OH SNAP! BRANDS ARE GETTING KICKED OUT OF THE 'FRIEND ZONE'

8月 14, 2018

Snap announced recently that it planned to separate feeds from real-life friends from those of publishers and influencers. For brands, this is a rude awakening.

It's clear social media has changed the roles of friends, just like it's changed the role of brands. The average person on Facebook has 338 friends. That's more than double Dunbar's number, which posits that people can only maintain real friendships and acquaintances with a total of 150 people.

As a result, Facebook has stretched our definition of a "friend." If you are a decade or more out of high school, for instance, you may have unwisely friended all your former classmates, only to find that you now have excruciatingly quotidian updates from people you don't really know or care about anymore.

What's more, the disembodied representations on Facebook often bear no semblance to reality. A 2015 Pew study found that 85% of respondents thought people exhibit themselves differently on social media than in real life, and 77% thought people's social media selves were less authentic.

How brands became "social media" friends

Brands stepped into this position with gusto. Almost immediately, brands found that their social media presence got more engagement if they established a unique identity. Instead of using social media as a conduit for the usual fare like product announcements, recipes and new ads, many developed chatty personas that mimicked those of real friends in the platform's feed.

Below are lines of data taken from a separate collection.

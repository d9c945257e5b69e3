//! `.bdsket` export document types.
//!
//! A `.bdsket` file is a JSON document consumed by the game-engine import step.
//! It contains one record per exported armature:
//!
//! ```json
//! {
//!   "format": "bdsket",
//!   "version": 1,
//!   "armatures": [{
//!     "name": "Armature",
//!     "textures": [{"texture": "textures/body.png", "size": [256, 512]}],
//!     "meshes": [...],
//!     "bones": [{"name": "root", "parent": null, "head": [0.0, 0.0], "tail": [0.0, 1.0], "angle": 1.570796}],
//!     "animations": [{"name": "walk", "data": {"fps": 24, "tracks": [...]}}]
//!   }]
//! }
//! ```
//!
//! Location keys serialize as `[frame, x, y]` and rotation keys as
//! `[frame, angle]`. All floats are rounded to six decimal digits by the
//! producers before they land in these types.

mod validation;


use std::collections::BTreeMap;
use std::path::Path;

use serde::{Deserialize, Serialize};

use crate::error::SpecError;

pub use validation::validate_document;

/// File extension of export documents.
pub const BDSKET_EXTENSION: &str = "bdsket";
/// Value of the `format` field.
pub const BDSKET_FORMAT: &str = "bdsket";
/// Current document version.
pub const BDSKET_VERSION: u32 = 1;

/// A complete export document.
#[derive(Debug, Clone, PartialEq, Serialize, Deserialize)]
pub struct ExportDocument {
    /// Always `"bdsket"`.
    pub format: String,
    /// Document schema version.
    pub version: u32,
    /// One record per exported armature.
    pub armatures: Vec<ArmatureExport>,
}

impl Default for ExportDocument {
    fn default() -> Self {
        Self::new(Vec::new())
    }
}

impl ExportDocument {
    /// Creates a document for the given armature records.
    pub fn new(armatures: Vec<ArmatureExport>) -> Self {
        Self {
            format: BDSKET_FORMAT.to_string(),
            version: BDSKET_VERSION,
            armatures,
        }
    }

    /// Serializes the document to JSON.
    pub fn to_json(&self, pretty: bool) -> Result<String, SpecError> {
        let json = if pretty {
            serde_json::to_string_pretty(self)?
        } else {
            serde_json::to_string(self)?
        };
        Ok(json)
    }

    /// Parses a document from JSON.
    pub fn from_json(json: &str) -> Result<Self, SpecError> {
        Ok(serde_json::from_str(json)?)
    }

    /// Writes the document to `path` and returns the BLAKE3 hash of the bytes written.
    pub fn write(&self, path: &Path, pretty: bool) -> Result<String, SpecError> {
        let json = self.to_json(pretty)?;
        std::fs::write(path, json.as_bytes())?;
        Ok(blake3::hash(json.as_bytes()).to_hex().to_string())
    }

    /// Reads a document from `path`.
    pub fn read(path: &Path) -> Result<Self, SpecError> {
        let text = std::fs::read_to_string(path)?;
        Self::from_json(&text)
    }

    /// Finds an armature record by name.
    pub fn armature(&self, name: &str) -> Option<&ArmatureExport> {
        self.armatures.iter().find(|a| a.name == name)
    }
}

/// Everything exported for one armature.
#[derive(Debug, Clone, Default, PartialEq, Serialize, Deserialize)]
pub struct ArmatureExport {
    /// Armature object name.
    pub name: String,
    /// Textures used by the armature's child meshes.
    pub textures: Vec<TextureRef>,
    /// Child mesh geometry.
    pub meshes: Vec<MeshExport>,
    /// Flat bone list.
    pub bones: Vec<BoneRecord>,
    /// Sampled animations.
    pub animations: Vec<AnimationExport>,
}

impl ArmatureExport {
    /// Finds a bone record by name.
    pub fn bone(&self, name: &str) -> Option<&BoneRecord> {
        self.bones.iter().find(|b| b.name == name)
    }

    /// Finds an animation by action name.
    pub fn animation(&self, name: &str) -> Option<&AnimationExport> {
        self.animations.iter().find(|a| a.name == name)
    }
}

/// Texture reference relative to the export directory.
#[derive(Debug, Clone, PartialEq, Eq, Serialize, Deserialize)]
pub struct TextureRef {
    /// Relative path, e.g. `textures/body.png`.
    pub texture: String,
    /// Pixel size `[width, height]`.
    pub size: [u32; 2],
}

/// Geometry of one sprite mesh.
#[derive(Debug, Clone, Default, PartialEq, Serialize, Deserialize)]
pub struct MeshExport {
    /// Object name up to the first `.`.
    pub name: String,
    /// World-space 2D vertex positions.
    pub vertices: Vec<[f64; 2]>,
    /// One UV per vertex.
    pub uvs: Vec<[f64; 2]>,
    /// Triangle vertex indices.
    pub triangles: Vec<[u32; 3]>,
    /// Texture this mesh samples.
    pub texture: String,
    /// World Z of the object origin, used for draw ordering.
    pub z_hint: f64,
    /// Per-vertex bone weights keyed by bone name.
    pub weights: Vec<BTreeMap<String, f64>>,
}

/// Bone in the armature's flat bone list.
#[derive(Debug, Clone, PartialEq, Serialize, Deserialize)]
pub struct BoneRecord {
    /// Bone name, unique within the armature.
    pub name: String,
    /// Parent bone name (`null` for roots).
    pub parent: Option<String>,
    /// World-space head.
    pub head: [f64; 2],
    /// World-space tail.
    pub tail: [f64; 2],
    /// In-plane angle of tail - head, radians.
    pub angle: f64,
}

/// A named, sampled action.
#[derive(Debug, Clone, PartialEq, Serialize, Deserialize)]
pub struct AnimationExport {
    /// Action name.
    pub name: String,
    /// Sampled tracks.
    pub data: BakedAnimation,
}

/// Sampled tracks for every pose bone.
#[derive(Debug, Clone, Default, PartialEq, Serialize, Deserialize)]
pub struct BakedAnimation {
    /// Number of sampled frames (`frame_end - frame_start + 1`).
    ///
    /// The name is kept for compatibility with existing importers; the value
    /// is a frame count, not a playback rate.
    pub fps: u32,
    /// One track per pose bone.
    pub tracks: Vec<BoneTrack>,
}

impl BakedAnimation {
    /// Finds the track for a bone.
    pub fn track(&self, bone: &str) -> Option<&BoneTrack> {
        self.tracks.iter().find(|t| t.bone == bone)
    }
}

/// Location and rotation keys of one bone.
#[derive(Debug, Clone, Default, PartialEq, Serialize, Deserialize)]
pub struct BoneTrack {
    /// Bone name.
    pub bone: String,
    /// Location keys.
    pub location: Vec<LocationKey>,
    /// Rotation keys.
    pub rotation: Vec<RotationKey>,
}

/// Location sample, serialized as `[frame, x, y]`.
#[derive(Debug, Clone, Copy, PartialEq, Serialize, Deserialize)]
#[serde(from = "(i32, f64, f64)", into = "(i32, f64, f64)")]
pub struct LocationKey {
    pub frame: i32,
    pub x: f64,
    pub y: f64,
}

impl LocationKey {
    pub fn new(frame: i32, x: f64, y: f64) -> Self {
        Self { frame, x, y }
    }
}

impl From<(i32, f64, f64)> for LocationKey {
    fn from((frame, x, y): (i32, f64, f64)) -> Self {
        Self { frame, x, y }
    }
}

impl From<LocationKey> for (i32, f64, f64) {
    fn from(key: LocationKey) -> Self {
        (key.frame, key.x, key.y)
    }
}

/// Rotation sample, serialized as `[frame, angle]`.
#[derive(Debug, Clone, Copy, PartialEq, Serialize, Deserialize)]
#[serde(from = "(i32, f64)", into = "(i32, f64)")]
pub struct RotationKey {
    pub frame: i32,
    pub angle: f64,
}

impl RotationKey {
    pub fn new(frame: i32, angle: f64) -> Self {
        Self { frame, angle }
    }
}

impl From<(i32, f64)> for RotationKey {
    fn from((frame, angle): (i32, f64)) -> Self {
        Self { frame, angle }
    }
}

impl From<RotationKey> for (i32, f64) {
    fn from(key: RotationKey) -> Self {
        (key.frame, key.angle)
    }
}
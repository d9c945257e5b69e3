//! BoneDot CLI library.
//!
//! Command implementations, scene/config loading and log setup for the
//! `bonedot` binary.

pub mod commands;
pub mod input;
pub mod logging;
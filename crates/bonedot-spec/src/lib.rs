//! BoneDot shared types
//!
//! This crate holds the data model shared by the BoneDot backends and CLI:
//!
//! - [`export`]: the `.bdsket` export document (textures, meshes, bones,
//!   animations) and its structural validation
//! - [`scene`]: scene documents, the JSON snapshot of host data the backends
//!   read and edit, plus sprite-object lookup
//! - [`config`]: cut and export settings
//! - [`report`]: per-object batch reports
//! - [`error`]: error codes, validation errors and the [`BackendError`] trait
//! - [`precision`]: fixed six-digit rounding for serialized floats
//!
//! # Example
//!
//! ```
//! use bonedot_spec::export::{ExportDocument, validate_document};
//!
//! let doc = ExportDocument::new(Vec::new());
//! assert!(validate_document(&doc).is_empty());
//! assert!(doc.to_json(false).unwrap().contains("\"format\":\"bdsket\""));
//! ```

pub mod config;
pub mod error;
pub mod export;
pub mod precision;
pub mod report;
pub mod scene;

// Re-export commonly used types at the crate root
pub use config::{BonedotConfig, CutConfig, ExportConfig};
pub use error::{BackendError, ErrorCode, SpecError, ValidationError};
pub use export::{
    AnimationExport, ArmatureExport, BakedAnimation, BoneRecord, BoneTrack, ExportDocument,
    LocationKey, MeshExport, RotationKey, TextureRef,
};
pub use precision::{round6, round_point};
pub use report::{BatchReport, ObjectReport, ObjectStatus, ReportError};
pub use scene::{SceneDocument, SceneObject, SpriteContext};
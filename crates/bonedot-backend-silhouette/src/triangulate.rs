//! In-place triangulation of sprite meshes.

use bonedot_spec::scene::{ObjectKind, SceneDocument};
use tracing::debug;

use crate::error::{SilhouetteError, SilhouetteResult};

/// Fan-triangulates every polygon of `object`, carrying UVs along.
///
/// Returns the number of triangles in the mesh afterwards.
pub fn triangulate_object(scene: &mut SceneDocument, object: &str) -> SilhouetteResult<usize> {
    let target = scene
        .object_mut(object)
        .ok_or_else(|| SilhouetteError::UnknownObject {
            name: object.to_string(),
        })?;

    let kind = target.kind;
    let mesh = match target.mesh.as_mut() {
        Some(mesh) if kind == ObjectKind::Mesh => mesh,
        _ => {
            return Err(SilhouetteError::WrongObjectType {
                object: object.to_string(),
                kind: kind.to_string(),
            })
        }
    };

    let before = mesh.polygons.len();
    let triangles = mesh.triangulate();
    debug!(object, polygons = before, triangles, "Triangulated mesh");
    Ok(triangles)
}
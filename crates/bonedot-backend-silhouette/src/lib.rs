//! BoneDot silhouette backend
//!
//! Turns the alpha channel of a sprite image into a cutter mesh that splits
//! the sprite plane along its visible outline:
//!
//! 1. [`mask::build_mask`] thresholds alpha into an [`OpacityMask`]
//! 2. [`contour::trace`] walks the outer boundary with Moore-neighbor tracing
//! 3. [`simplify::simplify`] keeps every k-th contour point
//! 4. [`PixelMapper`] maps pixels into object-local space
//! 5. [`cutter::build_cutter_mesh`] builds a single-face planar mesh
//!
//! [`CutPipeline`] runs these steps per object against a [`CutHost`], which
//! owns the actual knife projection.
//!
//! The crate also holds the host-side sprite utilities that work on scene
//! documents: sprite quad import, UV-to-vertex sync and triangulation.
//!
//! # Example
//!
//! ```
//! use bonedot_backend_silhouette::{build_mask, simplify, trace, OpacityMask, PixelMapper};
//! use bonedot_backend_silhouette::image::RasterImage;
//!
//! let image = RasterImage::from_fn(8, 8, |x, y| {
//!     let a = if (2..6).contains(&x) && (2..6).contains(&y) { 255 } else { 0 };
//!     [0, 0, 0, a]
//! });
//! let contour = trace(&build_mask(&image, 1));
//! assert_eq!(contour.len(), 12);
//!
//! let kept = simplify(contour.points(), 4);
//! let local = PixelMapper::new(8, 8, 0.01).map_all(&kept);
//! assert_eq!(local.len(), 3);
//! ```

pub mod contour;
pub mod cutter;
pub mod error;
pub mod image;
pub mod mapping;
pub mod mask;
pub mod pipeline;
pub mod simplify;
pub mod sprite;
pub mod triangulate;
pub mod uv_sync;

pub use contour::{trace, Contour, Pixel};
pub use cutter::{build_cutter_mesh, CutterMesh, CutterPolygon};
pub use error::{SilhouetteError, SilhouetteResult};
pub use mapping::{LocalPoint, PixelMapper};
pub use mask::{build_mask, OpacityMask};
pub use pipeline::{
    inspect_scene, silhouette_polygon, validate_target, CutHost, CutPipeline, TargetInfo,
};
pub use simplify::simplify;
//! Silhouette cut pipeline.
//!
//! For every target object the pipeline validates the sprite plane, traces
//! the alpha silhouette of its image, builds a cutter mesh and asks the host
//! to knife-project it. Each object gets a report entry; one failing object
//! never stops the batch.

use std::path::{Path, PathBuf};

use bonedot_spec::scene::{ObjectKind, SceneDocument};
use bonedot_spec::{BackendError, BatchReport, CutConfig};
use serde::{Deserialize, Serialize};
use tracing::{debug, info, warn};

use crate::contour::trace;
use crate::cutter::{build_cutter_mesh, CutterMesh, CutterPolygon};
use crate::error::{SilhouetteError, SilhouetteResult};
use crate::image::{load_png, RasterImage};
use crate::mapping::PixelMapper;
use crate::mask::build_mask;
use crate::simplify::simplify;

/// Everything the pipeline needs to know about a cut target.
#[derive(Debug, Clone, PartialEq, Serialize, Deserialize)]
pub struct TargetInfo {
    pub name: String,
    pub kind: ObjectKind,
    pub vertex_count: usize,
    pub polygon_count: usize,
    /// World location of the object origin.
    pub location: [f64; 3],
    /// Active material, if the object has one.
    pub material: Option<MaterialInfo>,
}

/// Active material of a cut target.
#[derive(Debug, Clone, PartialEq, Serialize, Deserialize)]
pub struct MaterialInfo {
    pub name: String,
    pub use_nodes: bool,
    /// Image of the first image texture node that has one.
    pub image: Option<ImageInfo>,
}

/// Image sampled by the target's material.
#[derive(Debug, Clone, PartialEq, Serialize, Deserialize)]
pub struct ImageInfo {
    pub name: String,
    /// Absolute path of the backing file.
    pub filepath: Option<PathBuf>,
    pub packed: bool,
}

/// Host operations needed to apply a cut.
pub trait CutHost {
    /// Handle to a cutter object linked into the host scene.
    type Cutter;

    /// Describes the object called `object`.
    fn inspect(&self, object: &str) -> SilhouetteResult<TargetInfo>;

    /// Links `mesh` into the scene as a new object at `location`.
    fn link_cutter(&mut self, mesh: &CutterMesh, location: [f64; 3]) -> SilhouetteResult<Self::Cutter>;

    /// Projects the cutter outline onto `target`, splitting its faces.
    fn knife_project(&mut self, target: &str, cutter: &Self::Cutter) -> SilhouetteResult<()>;

    /// Deletes a linked cutter. Called after every link, whether or not the
    /// cut succeeded.
    fn remove_cutter(&mut self, cutter: Self::Cutter) -> SilhouetteResult<()>;
}

/// Checks a target and returns the path of its image file.
///
/// Checks run in order: mesh, single-quad plane, node material, image
/// texture node with an image, unpacked image, existing file.
pub fn validate_target(target: &TargetInfo) -> SilhouetteResult<PathBuf> {
    if target.kind != ObjectKind::Mesh {
        return Err(SilhouetteError::WrongObjectType {
            object: target.name.clone(),
            kind: target.kind.to_string(),
        });
    }
    if target.polygon_count != 1 || target.vertex_count != 4 {
        return Err(SilhouetteError::NotAPlane {
            object: target.name.clone(),
            vertices: target.vertex_count,
            polygons: target.polygon_count,
        });
    }

    let material = match &target.material {
        Some(material) if material.use_nodes => material,
        _ => {
            return Err(SilhouetteError::MissingMaterialNodes {
                object: target.name.clone(),
            })
        }
    };
    let Some(image) = &material.image else {
        return Err(SilhouetteError::MissingImageNode {
            object: target.name.clone(),
        });
    };
    if image.packed {
        return Err(SilhouetteError::PackedImage {
            image: image.name.clone(),
        });
    }

    match &image.filepath {
        Some(path) if path.is_file() => Ok(path.clone()),
        Some(path) => Err(SilhouetteError::ImageNotFound { path: path.clone() }),
        None => Err(SilhouetteError::ImageNotFound {
            path: PathBuf::from(&image.name),
        }),
    }
}

/// Traces the silhouette of `image` and maps it into local space.
///
/// Fails with a degenerate-geometry error when the image has no opaque
/// boundary or fewer than three points survive simplification.
pub fn silhouette_polygon(image: &RasterImage, config: &CutConfig) -> SilhouetteResult<CutterPolygon> {
    let mask = build_mask(image, config.alpha_threshold);
    let contour = trace(&mask);
    if contour.is_empty() {
        return Err(SilhouetteError::EmptyContour);
    }

    let kept = simplify(contour.points(), config.stride);
    debug!(
        contour = contour.len(),
        kept = kept.len(),
        stride = config.stride,
        "Simplified contour"
    );
    if kept.len() < 3 {
        return Err(SilhouetteError::DegeneratePolygon { points: kept.len() });
    }

    let mapper = PixelMapper::new(image.width(), image.height(), config.scale);
    CutterPolygon::new(mapper.map_all(&kept))
}

/// Runs silhouette cuts over a list of objects.
#[derive(Debug, Clone, Default)]
pub struct CutPipeline {
    config: CutConfig,
}

impl CutPipeline {
    pub fn new(config: CutConfig) -> Self {
        Self { config }
    }

    pub fn config(&self) -> &CutConfig {
        &self.config
    }

    /// Where the cutter for `target` is placed: the target origin pushed back
    /// along the plane normal so the two faces are never coplanar.
    pub fn cutter_location(&self, target: &TargetInfo) -> [f64; 3] {
        let [x, y, z] = target.location;
        [x, y - self.config.cutter_offset, z]
    }

    /// Validates `target`, loads its image and builds a cutter with a face.
    pub fn prepare(&self, target: &TargetInfo) -> SilhouetteResult<CutterMesh> {
        let path = validate_target(target)?;
        let image = load_png(&path)?;
        debug!(
            object = %target.name,
            path = %path.display(),
            width = image.width(),
            height = image.height(),
            "Loaded sprite image"
        );
        let polygon = silhouette_polygon(&image, &self.config)?;
        let mesh = build_cutter_mesh(self.config.cutter_name.clone(), polygon.points());
        mesh.check_face()?;
        Ok(mesh)
    }

    /// Cuts a single object.
    pub fn cut<H: CutHost>(&self, host: &mut H, object: &str) -> SilhouetteResult<()> {
        let target = host.inspect(object)?;
        let mesh = self.prepare(&target)?;

        let cutter = host.link_cutter(&mesh, self.cutter_location(&target))?;
        let cut = host.knife_project(object, &cutter);
        let removed = host.remove_cutter(cutter);
        cut?;
        removed
    }

    /// Cuts every object in `objects`, recording one entry per object.
    pub fn run<H: CutHost, S: AsRef<str>>(&self, host: &mut H, objects: &[S]) -> BatchReport {
        info!(objects = objects.len(), stride = self.config.stride, "Starting silhouette cut");

        let mut report = BatchReport::new();
        for object in objects {
            let object = object.as_ref();
            match self.cut(host, object) {
                Ok(()) => {
                    info!(object, "Cut finished");
                    report.finished(object);
                }
                Err(err) => {
                    warn!(object, code = err.code(), error = %err, "Cut not applied");
                    report.failed_with(object, &err);
                }
            }
        }

        info!(
            finished = report.finished_count(),
            total = report.entries.len(),
            "Silhouette cut complete"
        );
        report
    }
}

/// Describes `name` from a scene document.
///
/// Relative and `//`-prefixed image paths resolve against `base_dir`.
pub fn inspect_scene(scene: &SceneDocument, name: &str, base_dir: &Path) -> SilhouetteResult<TargetInfo> {
    let object = scene
        .object(name)
        .ok_or_else(|| SilhouetteError::UnknownObject {
            name: name.to_string(),
        })?;

    let (vertex_count, polygon_count) = object
        .mesh
        .as_ref()
        .map_or((0, 0), |mesh| (mesh.vertices.len(), mesh.polygons.len()));

    let material = object
        .active_material()
        .and_then(|slot| scene.material(slot))
        .map(|material| {
            let image = material
                .image_nodes
                .iter()
                .filter_map(|node| node.image.as_deref())
                .find_map(|image| scene.image(image))
                .map(|image| ImageInfo {
                    name: image.name.clone(),
                    filepath: image.filepath.as_deref().map(|p| resolve_path(p, base_dir)),
                    packed: image.packed,
                });
            MaterialInfo {
                name: material.name.clone(),
                use_nodes: material.use_nodes,
                image,
            }
        });

    Ok(TargetInfo {
        name: object.name.clone(),
        kind: object.kind,
        vertex_count,
        polygon_count,
        location: scene.world_location(name).unwrap_or(object.transform.location),
        material,
    })
}

/// Resolves a host image path; `//` marks a path relative to the scene file.
pub fn resolve_path(path: &str, base_dir: &Path) -> PathBuf {
    let trimmed = path.strip_prefix("//").unwrap_or(path);
    let candidate = Path::new(trimmed);
    if candidate.is_absolute() {
        candidate.to_path_buf()
    } else {
        base_dir.join(candidate)
    }
}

As some psychologists have noted, we give roles to the friends in our lives -- some are the life of the party, some are confidants, some make us laugh. Human beings learn these roles over time and value their consistency, which is why it has been easy for brands harness this expectation. Denny's is the jokester on Twitter; Red Bull is the gnarly dude who is always engaging in dangerous activities; and Patagonia is your greener-than-thou friend who constantly sends snaps from far-flung exotic places.

This friend-positioning works. When Chipotle faced a food safety crisis in early 2016, Interbrand Executive Director Rebeca Arbona said that the restaurant chain was like a friend to many consumers and "if you know a person really well and you like them, you're going to forgive a lot."

Out of the friend zone

Unfortunately for brand managers, this notion of brands as social media pals appears to be nearing its end. Snap's decision to purify the friend feed is just the latest nail in the coffin. Facebook long ago made it harder for brands' organic posts to appear in the News Feed. Not surprisingly, a sponsored status update just doesn't have that same friendly ring to it.

Google has always kept brands in the Promotions folder in Gmail so users don't confuse their messages for ones from real-life contacts. The last social media bastion for brands is Twitter, but that platform has always been more about sharing and reading news than promoting warm and fuzzy friend feelings.

The ability for brands to act as stand-ins for friends is becoming untenable. That's probably good news if we want to keep our friendships in non-commercial territory. But for brands, it means that they will need find a new way to connect with consumers -- and stop trying to friend them. Connection, not friendship, is really what consumers want from the brand relationship anyway.